Price Thomas died at the age of 79 years, on 19 March 1973.

He was buried in New Bethel Chapel cemetery, Mynyddislwyn, where his parents were buried. A memorial service was held in Westminster Abbey on 29 May 1973.

== Honours ==
For his work within the medical community Price Thomas received numerous decorations and honorary appointments. In 1951, Price Thomas was appointed a Knight Commander of the Royal Victorian Order after operating successfully on King George VI.

=== National Honours ===
- Knight Commander of the Royal Victorian Order (1951)

=== Medical Honours ===
- Honorary Legum Doctor Wales (1953)
- Honorary Doctor of Medicine Paris (1954)
- Honorary Doctor of Medicine Paris (1956)
- Honorary Legum Doctor Belfast (1962)
- Honorary Doctor of Medicine Lisbon (1964)
- Honorary Doctor of Medicine Karachi (1966)
- Honorary Doctor of Medicine Athens (1970)
- Honorary Fellow of the American College of Surgeons (FACS) - 1954
- Honorary Fellow of the Royal College of Surgeons in Ireland (FRCSI)
- Honorary Fellow of Royal College of Surgeons of Edinburgh (FRCSE)

== Legacy ==

=== Price Thomas Travelling Fellowship ===
Price Thomas was the third president of the Travelling Surgical Club, as it was known from 1952 to 1972. Now known as the Travelling Surgical Society of Great Britain, the Price Thomas Travelling Fellowship was established in the memory of Price Thomas and his surgeon son Martyn. Two bursaries are awarded annually to inspire education and encourage surgical exchanges.

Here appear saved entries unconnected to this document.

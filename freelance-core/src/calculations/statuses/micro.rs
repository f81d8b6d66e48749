//! Micro-entrepreneur (auto-entrepreneur) status.
//!
//! Social contributions are a flat share of revenue. Income tax applies
//! the progressive schedule to revenue minus the fiscal allowance of the
//! activity category:
//!
//! | Step | Description |
//! |------|-------------|
//! | 1    | Social contributions: revenue × contribution rate |
//! | 2    | Taxable income: revenue × (1 − allowance) |
//! | 3    | Income tax: progressive schedule on step 2 |
//! | 4    | Net income: revenue − step 1 − step 3 |
//!
//! # Example
//!
//! ```
//! use rust_decimal_macros::dec;
//! use freelance_core::calculations::{ComputeResult, MicroEntrepreneur, MicroEntrepreneurConfig};
//!
//! let config = MicroEntrepreneurConfig {
//!     activity_type: "bic".to_string(),
//!     ..Default::default()
//! };
//! let result = MicroEntrepreneur::new(dec!(50000), config).compute_result().unwrap();
//!
//! assert_eq!(result.status(), "Auto-entrepreneur (BIC)");
//! assert_eq!(result.field("taxable_income"), Some(dec!(25000.00)));
//! ```

use rust_decimal::Decimal;
use serde::{Deserialize, Serialize};
use tracing::{debug, warn};

use super::{ComputeResult, StatusError, ensure_unit_ratio};
use crate::calculations::common::round_half_up;
use crate::calculations::compute_progressive_tax;
use crate::{ActivityType, MicroEntrepreneurResult, StatusResult, TaxSchedule};

/// Configuration of the micro-entrepreneur computation.
#[derive(Debug, Clone, PartialEq, Eq, Serialize, Deserialize)]
#[serde(default)]
pub struct MicroEntrepreneurConfig {
    /// Flat social contribution rate applied to revenue. Defaults to 22%.
    pub contribution_rate: Decimal,

    /// Activity category code (`BIC`, `BNC` or `VENTE`), any case.
    ///
    /// Kept as free text so an unknown code surfaces as
    /// [`StatusError::InvalidActivityType`] at computation time. Defaults
    /// to `BNC`.
    pub activity_type: String,
}

impl Default for MicroEntrepreneurConfig {
    fn default() -> Self {
        Self {
            contribution_rate: Decimal::new(22, 2),
            activity_type: ActivityType::Bnc.as_str().to_string(),
        }
    }
}

/// Calculator for the micro-entrepreneur status.
#[derive(Debug, Clone, PartialEq, Eq)]
pub struct MicroEntrepreneur {
    revenue: Decimal,
    config: MicroEntrepreneurConfig,
    schedule: TaxSchedule,
}

impl MicroEntrepreneur {
    /// Creates a calculator using the built-in tax schedule.
    ///
    /// The activity type is normalized to uppercase.
    pub fn new(
        revenue: Decimal,
        mut config: MicroEntrepreneurConfig,
    ) -> Self {
        config.activity_type = config.activity_type.to_uppercase();
        Self {
            revenue,
            config,
            schedule: TaxSchedule::default(),
        }
    }

    /// Replaces the tax schedule used for income tax.
    pub fn with_schedule(
        mut self,
        schedule: TaxSchedule,
    ) -> Self {
        self.schedule = schedule;
        self
    }

    pub fn revenue(&self) -> Decimal {
        self.revenue
    }

    pub fn config(&self) -> &MicroEntrepreneurConfig {
        &self.config
    }

    /// Resolves the configured activity code.
    fn activity_type(&self) -> Result<ActivityType, StatusError> {
        ActivityType::parse(&self.config.activity_type).ok_or_else(|| {
            StatusError::InvalidActivityType {
                value: self.config.activity_type.clone(),
            }
        })
    }

    /// Social contributions are due on the whole revenue, regardless of the allowance.
    fn social_contributions(&self) -> Decimal {
        self.revenue * self.config.contribution_rate
    }

    fn taxable_income(
        &self,
        activity: ActivityType,
    ) -> Decimal {
        self.revenue * (Decimal::ONE - activity.allowance())
    }
}

impl ComputeResult for MicroEntrepreneur {
    fn compute_result(&self) -> Result<StatusResult, StatusError> {
        let activity = self.activity_type()?;
        ensure_unit_ratio("contribution_rate", self.config.contribution_rate)?;

        if self.revenue < Decimal::ZERO {
            warn!(revenue = %self.revenue, "Revenue is negative; income tax will be zero");
        }

        let social_contributions = self.social_contributions();
        let taxable_income = self.taxable_income(activity);
        let income_tax = compute_progressive_tax(taxable_income, &self.schedule.income_tax);
        let net_income = self.revenue - social_contributions - income_tax;

        debug!(
            activity = %activity,
            social_contributions = %social_contributions,
            taxable_income = %taxable_income,
            income_tax = %income_tax,
            "micro-entrepreneur computed"
        );

        Ok(MicroEntrepreneurResult {
            status: format!("Auto-entrepreneur ({activity})"),
            net_income: round_half_up(net_income),
            social_contributions: round_half_up(social_contributions),
            taxable_income: round_half_up(taxable_income),
            income_tax: round_half_up(income_tax),
        }
        .into())
    }
}

#[cfg(test)]
mod tests {
    use pretty_assertions::assert_eq;
    use rust_decimal_macros::dec;
    use tracing_subscriber::fmt::format::FmtSpan;

    use super::*;

    fn compute(
        revenue: Decimal,
        activity_type: &str,
    ) -> Result<MicroEntrepreneurResult, StatusError> {
        let config = MicroEntrepreneurConfig {
            activity_type: activity_type.to_string(),
            ..Default::default()
        };
        match MicroEntrepreneur::new(revenue, config).compute_result()? {
            StatusResult::MicroEntrepreneur(result) => Ok(result),
            other => panic!("unexpected result variant: {other:?}"),
        }
    }

    fn init_test_tracing() -> tracing::subscriber::DefaultGuard {
        let subscriber = tracing_subscriber::fmt()
            .with_max_level(tracing::Level::WARN)
            .with_span_events(FmtSpan::NONE)
            .with_test_writer()
            .finish();
        tracing::subscriber::set_default(subscriber)
    }

    // =========================================================================
    // Configuration tests
    // =========================================================================

    #[test]
    fn default_config_is_bnc_at_22_percent() {
        let config = MicroEntrepreneurConfig::default();

        assert_eq!(config.contribution_rate, dec!(0.22));
        assert_eq!(config.activity_type, "BNC");
    }

    #[test]
    fn new_normalizes_activity_type_to_uppercase() {
        let config = MicroEntrepreneurConfig {
            activity_type: "vente".to_string(),
            ..Default::default()
        };

        let micro = MicroEntrepreneur::new(dec!(1000), config);

        assert_eq!(micro.config().activity_type, "VENTE");
    }

    // =========================================================================
    // Computation tests
    // =========================================================================

    #[test]
    fn bnc_at_50000() {
        let result = compute(dec!(50000), "BNC").unwrap();

        assert_eq!(
            result,
            MicroEntrepreneurResult {
                status: "Auto-entrepreneur (BNC)".to_string(),
                net_income: dec!(35813.77),
                social_contributions: dec!(11000.00),
                taxable_income: dec!(33000.00),
                income_tax: dec!(3186.23),
            }
        );
    }

    #[test]
    fn bnc_net_income_is_between_30000_and_revenue() {
        let result = compute(dec!(50000), "bnc").unwrap();

        assert!(result.net_income >= dec!(30000));
        assert!(result.net_income <= dec!(50000));
    }

    #[test]
    fn bnc_at_100000_keeps_at_least_60000() {
        let result = compute(dec!(100000), "BNC").unwrap();

        assert_eq!(result.net_income, dec!(64913.77));
        assert!(result.net_income >= dec!(60000));
    }

    #[test]
    fn bic_uses_50_percent_allowance() {
        let result = compute(dec!(50000), "BIC").unwrap();

        assert_eq!(result.taxable_income, dec!(25000.00));
        assert_eq!(result.income_tax, dec!(1507.66));
        assert_eq!(result.net_income, dec!(37492.34));
    }

    #[test]
    fn vente_uses_71_percent_allowance() {
        let result = compute(dec!(50000), "Vente").unwrap();

        assert_eq!(result.status, "Auto-entrepreneur (VENTE)");
        assert_eq!(result.taxable_income, dec!(14500.00));
        assert_eq!(result.income_tax, dec!(352.66));
    }

    #[test]
    fn contributions_are_due_below_the_tax_threshold() {
        let result = compute(dec!(10000), "BNC").unwrap();

        assert_eq!(result.income_tax, dec!(0));
        assert_eq!(result.social_contributions, dec!(2200.00));
        assert_eq!(result.net_income, dec!(7800.00));
    }

    #[test]
    fn net_income_stays_within_revenue_across_range() {
        for revenue in [dec!(1), dec!(25000), dec!(120000), dec!(500000)] {
            for activity in ["BIC", "BNC", "VENTE"] {
                let result = compute(revenue, activity).unwrap();

                assert!(result.net_income <= revenue);
                assert!(result.net_income >= dec!(0));
            }
        }
    }

    #[test]
    fn zero_revenue_yields_zero_everywhere() {
        let result = compute(dec!(0), "BNC").unwrap();

        assert_eq!(result.net_income, dec!(0));
        assert_eq!(result.income_tax, dec!(0));
    }

    #[test]
    fn negative_revenue_is_not_an_error() {
        let _guard = init_test_tracing();

        let result = compute(dec!(-1000), "BNC").unwrap();

        assert_eq!(result.income_tax, dec!(0));
        assert_eq!(result.net_income, dec!(-780.00));
    }

    // =========================================================================
    // Validation tests
    // =========================================================================

    #[test]
    fn invalid_activity_type_is_rejected() {
        let result = compute(dec!(50000), "xyz");

        assert_eq!(
            result,
            Err(StatusError::InvalidActivityType {
                value: "XYZ".to_string(),
            })
        );
    }

    #[test]
    fn invalid_activity_type_error_lists_valid_options() {
        let error = compute(dec!(50000), "XYZ").unwrap_err();
        let message = error.to_string();

        for code in ["BIC", "BNC", "VENTE"] {
            assert!(message.contains(code), "missing {code} in {message}");
        }
    }

    #[test]
    fn contribution_rate_above_one_is_rejected() {
        let config = MicroEntrepreneurConfig {
            contribution_rate: dec!(1.5),
            ..Default::default()
        };

        let result = MicroEntrepreneur::new(dec!(50000), config).compute_result();

        assert_eq!(
            result,
            Err(StatusError::InvalidRatio {
                name: "contribution_rate",
                value: dec!(1.5),
            })
        );
    }
}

=== Memorabilia of The King's Surgery ===
The operating table is on display at Westminster Hospital, while Cyril F. Scurr donated the ECG machine to the British Oxygen Company Museum at the Association of Anaesthetists of Great Britain.

=== Film and television ===
Price Thomas will be remembered for the thoracotomy on King George VI, which was re-enacted in Stephen Daldry's TV series The Crown in 2016. The highly realistic and accurate model of the king complete with surgical incisions was donated to the Gordon Museum of Pathology as an educational aid. The controversies over the cause of the king's death were also touched on in the 2010 film The King's Speech.